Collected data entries
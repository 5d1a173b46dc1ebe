//! The fixed library of shading effects and the helpers that apply them.
//!
//! Every effect is parameter-free: the same definition is shared by every
//! region it shades, and gradients use bounding-box units so they remap to
//! whatever shape they fill. A scene references effects by id and carries
//! their definitions once.

use crate::color::Color;
use crate::geometry::PathData;
use crate::scene::{BlendMode, Group, Node, Paint, Role, Shape, ShapeKind, Side, Style};

/// Whether an effect is used as a `filter` or as a gradient paint.
#[derive(Debug, Clone, Copy, PartialEq, Eq)]
pub enum EffectKind {
    Filter,
    Gradient,
}

/// One reusable visual effect.
#[derive(Debug, Clone, Copy, PartialEq, Eq, Hash)]
pub enum Effect {
    /// Fractal-noise multiply texture for cloth grain.
    FabricGrain,
    /// Blurred, offset, 30% alpha copy of the whole garment.
    SoftShadow,
    /// Tight drop shadow under the placket and buttons.
    PlacketShadow,
    /// Faint drop shadow under the logo.
    LogoShadow,
    /// Dark → light → dark across the torso.
    BodyVolume,
    /// Diagonal volume across one sleeve.
    SleeveVolume(Side),
    /// Top-down darkening for recessed seams (collar stand, cuffs, rib).
    InnerDepth,
    /// Shadow cast by the collar fold.
    CollarShadow,
    /// Wide blur for drag lines from the armpits.
    DrapeBlur,
    /// Narrow blur for waist creases.
    CreaseBlur,
    /// Very wide blur for chest highlight patches.
    HighlightBlur,
}

impl Effect {
    /// Every effect, in definition order.
    pub const LIBRARY: [Effect; 12] = [
        Effect::FabricGrain,
        Effect::SoftShadow,
        Effect::PlacketShadow,
        Effect::LogoShadow,
        Effect::BodyVolume,
        Effect::SleeveVolume(Side::Left),
        Effect::SleeveVolume(Side::Right),
        Effect::InnerDepth,
        Effect::CollarShadow,
        Effect::DrapeBlur,
        Effect::CreaseBlur,
        Effect::HighlightBlur,
    ];

    /// The SVG element id of the effect's definition.
    pub fn id(self) -> &'static str {
        match self {
            Self::FabricGrain => "fabricGrain",
            Self::SoftShadow => "softShadow",
            Self::PlacketShadow => "placketShadow",
            Self::LogoShadow => "logoShadow",
            Self::BodyVolume => "volumetricBody",
            Self::SleeveVolume(Side::Left) => "volumetricSleeveLeft",
            Self::SleeveVolume(Side::Right) => "volumetricSleeveRight",
            Self::InnerDepth => "innerDepth",
            Self::CollarShadow => "collarShadow",
            Self::DrapeBlur => "drapeBlur",
            Self::CreaseBlur => "creaseBlur",
            Self::HighlightBlur => "highlightBlur",
        }
    }

    pub fn kind(self) -> EffectKind {
        match self {
            Self::BodyVolume | Self::SleeveVolume(_) | Self::InnerDepth | Self::CollarShadow => {
                EffectKind::Gradient
            }
            _ => EffectKind::Filter,
        }
    }

    /// The effect's SVG definition, ready to go inside `<defs>`.
    pub fn definition(self) -> String {
        let id = self.id();
        match self {
            Self::FabricGrain => format!(
                "<filter id=\"{id}\" x=\"0%\" y=\"0%\" width=\"100%\" height=\"100%\">\
                 <feTurbulence type=\"fractalNoise\" baseFrequency=\"1.2\" numOctaves=\"4\" result=\"noise\"/>\
                 <feColorMatrix type=\"matrix\" values=\"0 0 0 0 0 0 0 0 0 0 0 0 0 0 0 0 0 0 0.08 0\" in=\"noise\" result=\"coloredNoise\"/>\
                 <feComposite operator=\"in\" in=\"coloredNoise\" in2=\"SourceGraphic\" result=\"composite\"/>\
                 <feBlend mode=\"multiply\" in=\"composite\" in2=\"SourceGraphic\"/>\
                 </filter>"
            ),
            Self::SoftShadow => format!(
                "<filter id=\"{id}\" x=\"-50%\" y=\"-50%\" width=\"200%\" height=\"200%\">\
                 <feGaussianBlur in=\"SourceAlpha\" stdDeviation=\"6\"/>\
                 <feOffset dx=\"0\" dy=\"8\" result=\"offsetblur\"/>\
                 <feComponentTransfer><feFuncA type=\"linear\" slope=\"0.3\"/></feComponentTransfer>\
                 <feMerge><feMergeNode/><feMergeNode in=\"SourceGraphic\"/></feMerge>\
                 </filter>"
            ),
            Self::PlacketShadow => drop_shadow(id, 0.0, 1.0, 1.0, 0.3),
            Self::LogoShadow => drop_shadow(id, 1.0, 1.0, 1.0, 0.2),
            Self::BodyVolume => linear_gradient(
                id,
                (0, 0, 100, 0),
                &[
                    (0, "#000", 0.6),
                    (20, "#fff", 0.05),
                    (50, "#fff", 0.1),
                    (80, "#000", 0.1),
                    (100, "#000", 0.6),
                ],
            ),
            Self::SleeveVolume(side) => {
                let direction = match side {
                    Side::Left => (0, 0, 100, 100),
                    Side::Right => (100, 0, 0, 100),
                };
                linear_gradient(
                    id,
                    direction,
                    &[(0, "#000", 0.5), (50, "#fff", 0.1), (100, "#000", 0.4)],
                )
            }
            Self::InnerDepth => {
                linear_gradient(id, (0, 0, 0, 100), &[(0, "#000", 0.9), (100, "#000", 0.3)])
            }
            Self::CollarShadow => {
                linear_gradient(id, (0, 0, 0, 100), &[(0, "#000", 0.3), (100, "#000", 0.0)])
            }
            Self::DrapeBlur => blur(id, 12.0),
            Self::CreaseBlur => blur(id, 8.0),
            Self::HighlightBlur => blur(id, 20.0),
        }
    }
}

fn drop_shadow(id: &str, dx: f32, dy: f32, std_dev: f32, opacity: f32) -> String {
    format!(
        "<filter id=\"{id}\" x=\"-50%\" y=\"-50%\" width=\"200%\" height=\"200%\">\
         <feDropShadow dx=\"{dx}\" dy=\"{dy}\" stdDeviation=\"{std_dev}\" flood-opacity=\"{opacity}\"/>\
         </filter>"
    )
}

fn blur(id: &str, std_dev: f32) -> String {
    format!(
        "<filter id=\"{id}\" x=\"-50%\" y=\"-50%\" width=\"200%\" height=\"200%\">\
         <feGaussianBlur stdDeviation=\"{std_dev}\"/>\
         </filter>"
    )
}

/// Direction is `(x1, y1, x2, y2)` in percent; stops are `(offset %, color, opacity)`.
fn linear_gradient(id: &str, (x1, y1, x2, y2): (u8, u8, u8, u8), stops: &[(u8, &str, f32)]) -> String {
    let mut out = format!(
        "<linearGradient id=\"{id}\" x1=\"{x1}%\" y1=\"{y1}%\" x2=\"{x2}%\" y2=\"{y2}%\">"
    );
    for (offset, color, opacity) in stops {
        out.push_str(&format!(
            "<stop offset=\"{offset}%\" stop-color=\"{color}\" stop-opacity=\"{opacity}\"/>"
        ));
    }
    out.push_str("</linearGradient>");
    out
}

// ============================================================================
// Region shading
// ============================================================================

/// How a filled garment region is finished on top of its base color.
#[derive(Debug, Clone, Copy, PartialEq)]
pub struct Finish {
    pub grain_opacity: f32,
    pub grain_blend: BlendMode,
    /// Gradient composited in multiply mode over the region.
    pub volume: Option<Effect>,
    pub base_filter: Option<Effect>,
    pub base_opacity: Option<f32>,
}

impl Finish {
    pub fn body() -> Self {
        Self {
            grain_opacity: 0.5,
            grain_blend: BlendMode::Overlay,
            volume: Some(Effect::BodyVolume),
            base_filter: None,
            base_opacity: None,
        }
    }

    pub fn sleeve(side: Side) -> Self {
        Self {
            volume: Some(Effect::SleeveVolume(side)),
            ..Self::body()
        }
    }

    pub fn stripe() -> Self {
        Self {
            grain_opacity: 0.6,
            grain_blend: BlendMode::Multiply,
            volume: None,
            base_filter: None,
            base_opacity: Some(0.95),
        }
    }

    pub fn placket() -> Self {
        Self {
            grain_opacity: 0.5,
            grain_blend: BlendMode::Overlay,
            volume: None,
            base_filter: Some(Effect::PlacketShadow),
            base_opacity: None,
        }
    }

    /// Grain only; cuffs get their depth from [`inner_depth`].
    pub fn cuff() -> Self {
        Self {
            grain_opacity: 0.4,
            grain_blend: BlendMode::Multiply,
            volume: None,
            base_filter: None,
            base_opacity: None,
        }
    }

    pub fn collar() -> Self {
        Self {
            grain_opacity: 0.4,
            grain_blend: BlendMode::Multiply,
            volume: Some(Effect::CollarShadow),
            base_filter: None,
            base_opacity: None,
        }
    }
}

/// Shades one region: base fill, then fabric grain, then volume.
pub fn shade_region(role: Role, path: &PathData, color: &Color, finish: &Finish) -> Group {
    let mut base = Style::filled(color.clone());
    base.filter = finish.base_filter;
    base.opacity = finish.base_opacity;

    let grain = Style::filled(color.clone())
        .with_filter(Effect::FabricGrain)
        .with_opacity(finish.grain_opacity)
        .with_blend(finish.grain_blend);

    let mut children = vec![region(path, base), region(path, grain)];
    if let Some(volume) = finish.volume {
        children.push(region(
            path,
            Style::filled(volume).with_blend(BlendMode::Multiply),
        ));
    }

    Group {
        role: Some(role),
        style: Style::default(),
        children,
    }
}

/// Darkens a seam region with the inner-depth gradient.
pub fn inner_depth(path: &PathData, opacity: f32) -> Node {
    region(path, Style::filled(Effect::InnerDepth).with_opacity(opacity))
}

fn region(path: &PathData, style: Style) -> Node {
    Node::Shape(Shape {
        role: None,
        kind: ShapeKind::Path(path.clone()),
        style,
    })
}

impl From<Effect> for Paint {
    fn from(effect: Effect) -> Self {
        Paint::Effect(effect)
    }
}

#[cfg(test)]
mod tests {
    use super::*;
    use std::collections::HashSet;

    #[test]
    fn effect_ids_are_unique() {
        let ids: HashSet<_> = Effect::LIBRARY.iter().map(|e| e.id()).collect();
        assert_eq!(ids.len(), Effect::LIBRARY.len());
    }

    #[test]
    fn definitions_carry_their_ids() {
        for effect in Effect::LIBRARY {
            let def = effect.definition();
            assert!(def.contains(&format!("id=\"{}\"", effect.id())));
            match effect.kind() {
                EffectKind::Gradient => assert!(def.starts_with("<linearGradient")),
                EffectKind::Filter => assert!(def.starts_with("<filter")),
            }
        }
    }

    #[test]
    fn body_region_has_base_grain_and_volume() {
        let path = PathData::new().move_to(0.0, 0.0).line_to(10.0, 0.0).line_to(10.0, 10.0).close();
        let group = shade_region(Role::Torso, &path, &Color::new("#1e293b"), &Finish::body());

        assert_eq!(group.role, Some(Role::Torso));
        assert_eq!(group.children.len(), 3);
        let Node::Shape(volume) = &group.children[2] else {
            panic!("expected a shape");
        };
        assert_eq!(volume.style.fill, Some(Paint::Effect(Effect::BodyVolume)));
        assert_eq!(volume.style.blend, Some(BlendMode::Multiply));
    }

    #[test]
    fn stripe_region_skips_volume() {
        let path = PathData::new().move_to(0.0, 0.0).line_to(10.0, 0.0).close();
        let group = shade_region(Role::ChestStripe, &path, &Color::new("#fff"), &Finish::stripe());
        assert_eq!(group.children.len(), 2);
    }
}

What this task involves: Each line from the top of the records above through the line containing "in definition order." needs to be transcribed exactly, and no line after it.

Output for this task:
repository 5d1a173b46dc1ebe
//! The fixed library of shading effects and the helpers that apply them.
//!
//! Every effect is parameter-free: the same definition is shared by every
//! region it shades, and gradients use bounding-box units so they remap to
//! whatever shape they fill. A scene references effects by id and carries
//! their definitions once.

use crate::color::Color;
use crate::geometry::PathData;
use crate::scene::{BlendMode, Group, Node, Paint, Role, Shape, ShapeKind, Side, Style};

/// Whether an effect is used as a `filter` or as a gradient paint.
#[derive(Debug, Clone, Copy, PartialEq, Eq)]
pub enum EffectKind {
    Filter,
    Gradient,
}

/// One reusable visual effect.
#[derive(Debug, Clone, Copy, PartialEq, Eq, Hash)]
pub enum Effect {
    /// Fractal-noise multiply texture for cloth grain.
    FabricGrain,
    /// Blurred, offset, 30% alpha copy of the whole garment.
    SoftShadow,
    /// Tight drop shadow under the placket and buttons.
    PlacketShadow,
    /// Faint drop shadow under the logo.
    LogoShadow,
    /// Dark → light → dark across the torso.
    BodyVolume,
    /// Diagonal volume across one sleeve.
    SleeveVolume(Side),
    /// Top-down darkening for recessed seams (collar stand, cuffs, rib).
    InnerDepth,
    /// Shadow cast by the collar fold.
    CollarShadow,
    /// Wide blur for drag lines from the armpits.
    DrapeBlur,
    /// Narrow blur for waist creases.
    CreaseBlur,
    /// Very wide blur for chest highlight patches.
    HighlightBlur,
}

impl Effect {
    /// Every effect, in definition order.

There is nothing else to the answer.